Objections to the plan for reasons including the cost to property owners and doubts about the reliability of the Hesco barriers were expressed by several people living in the area affected by recent flooding.
Noah Teshner, with the help of a few companions, used large sheets of cardboard to present the size of the Hesco barriers — which are three feet square at the base and four feet high — as well as the five-foot space needed on both sides for a “roadway” to support them.
“I urge you to consider not just the size and footprint of these Hesco barriers, but also our ability to successfully set them up and build them prior to the next glacial outburst flood,” he said.
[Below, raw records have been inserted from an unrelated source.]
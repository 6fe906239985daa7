//! Shared option groups mixed into several chart objects.

use cui_jsobject::{JsBoolean, JsDouble, JsInteger, JsObjectBuilder, JsString};

/// Drop shadow settings shared by grid, series and marker options.
#[derive(Debug, Clone, Default, PartialEq)]
pub struct Shadow {
    pub shadow: Option<bool>,
    /// Opacity, passed through as text (e.g. `"0.07"`).
    pub shadow_alpha: Option<String>,
    pub shadow_angle: Option<f64>,
    pub shadow_depth: Option<i64>,
    pub shadow_offset: Option<i64>,
}

impl Shadow {
    pub fn decorate(&self, builder: JsObjectBuilder) -> JsObjectBuilder {
        builder
            .property("shadow", JsBoolean::create(self.shadow))
            .property("shadowAlpha", JsString::from(self.shadow_alpha.clone()))
            .property("shadowAngle", JsDouble::create(self.shadow_angle))
            .property("shadowDepth", JsInteger::create(self.shadow_depth))
            .property("shadowOffset", JsInteger::create(self.shadow_offset))
    }
}

/// Implemented by objects carrying a [`Shadow`].
pub trait ShadowDecoration: Sized {
    fn shadow_mut(&mut self) -> &mut Shadow;

    #[must_use]
    fn with_shadow(mut self, value: Option<bool>) -> Self {
        self.shadow_mut().shadow = value;
        self
    }

    #[must_use]
    fn with_shadow_alpha(mut self, value: impl Into<String>) -> Self {
        self.shadow_mut().shadow_alpha = Some(value.into());
        self
    }

    #[must_use]
    fn with_shadow_angle(mut self, value: f64) -> Self {
        self.shadow_mut().shadow_angle = Some(value);
        self
    }

    #[must_use]
    fn with_shadow_depth(mut self, value: i64) -> Self {
        self.shadow_mut().shadow_depth = Some(value);
        self
    }

    #[must_use]
    fn with_shadow_offset(mut self, value: i64) -> Self {
        self.shadow_mut().shadow_offset = Some(value);
        self
    }
}
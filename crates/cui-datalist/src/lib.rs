//! Editable in-memory lists with per-row change tracking.
//!
//! An [`EditableDataList`] keeps the items it was loaded with as a pristine
//! baseline and exposes display rows ([`ItemWrapper`]) that carry an
//! [`EditStatus`] tag. Rows can be added, edited, saved, cancelled and marked
//! for deletion; the list computes which items were added, modified and
//! deleted.
//!
//! Item creation and behaviour hooks come from an [`ItemFactory`]. Any
//! `Default + Clone` item works with [`DefaultItems`].
//!
//! # Example
//!
//! ```
//! use cui_datalist::{EditStatus, EditableDataList};
//!
//! let mut list = EditableDataList::new(vec!["alpha".to_string(), "beta".to_string()]);
//! let id = list.display_items()[0].id();
//!
//! list.edit_item(id).unwrap();
//! *list.item_mut(id).unwrap() = "gamma".to_string();
//! list.save_edit_item(id).unwrap();
//!
//! assert_eq!(list.row(id).unwrap().status(), EditStatus::Modified);
//! assert!(list.has_changes());
//!
//! let changes = list.commit();
//! assert_eq!(changes.modified, vec!["gamma".to_string()]);
//! assert!(!list.has_changes());
//! ```

mod behavior;
mod error;
mod model;
mod status;
mod wrapper;

pub use behavior::{DefaultItems, ItemFactory};
pub use error::{DataListError, Result};
pub use model::{Changeset, DataListState, EditableDataList};
pub use status::{EditEvent, EditStatus, RowId};
pub use wrapper::ItemWrapper;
The geotextile fabric barriers, which are generally filled with sand or other material after being placed, don’t have bottoms that can hold that fill in place if flood waters erode the ground beneath them, Teshner said. Similar concerns about other scenarios where barriers could be breached were expressed Monday and have been brought up at previous public meetings.
Keith Anderson, a consultant with Flood Defense Group who previously worked for Hesco for 17 years, has stated in previous meetings that the interlocking construction of the barriers means a breach would likely be small and easily repaired, and there has never been a situation he’s aware of where a large number of barriers were lost during a flood. Corps of Engineers officials have also emphasized they are aware of no other practical protective measure that can be in place by next year’s flood season and provide a safeguard long enough to implement a permanent fix.
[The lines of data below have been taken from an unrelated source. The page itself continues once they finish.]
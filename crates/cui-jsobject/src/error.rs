//! Error types for building JS object graphs.

use thiserror::Error;

/// Errors that can occur while assembling a [`JsObject`](crate::JsObject).
#[derive(Debug, Clone, PartialEq, Eq, Error)]
pub enum JsError {
    /// The node was already rendered and no longer accepts entries.
    #[error("js object '{object}' is already finalized; cannot add '{entry}'")]
    AlreadyFinalized { object: String, entry: String },

    /// Only named nodes can be nested inside another node.
    #[error("js object '{parent}' cannot hold an unnamed child")]
    UnnamedChild { parent: String },
}

/// Result type alias for JS object operations.
pub type Result<T> = std::result::Result<T, JsError>;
Some Assembly members asked about other possible ways of funding the barrier installation, such as the Affordable Housing Fund, and suggested an alternative in particular should be considered for homeowners facing the $50,000 riverbank armoring cost. But Mayor Beth Weldon, referring to the hardship she experienced when her husband was killed in a motorcycle accident last summer, said people affected by the flood should realize people in Juneau “not directly involved with that personal tragedy” aren’t likely going to be supportive of paying the entire cost of installing the levee.
“They’re gonna be ugly, they’re gonna be big for the property owners on the river, no one’s going to deny that,” she said. “Whether you take the match (payments) and divide it by 10 years — you’re paying about $70 a month — and people just have to decide if that gives them the ability to sleep at night, trying to hopefully not worry about flooding because, as the Assembly said, if this fails then there won’t be any barriers. And we’ve said over and over again no matter how many community groups here in town are pushing projects it’s going to take several years to get a project that’s a more permanent solution.”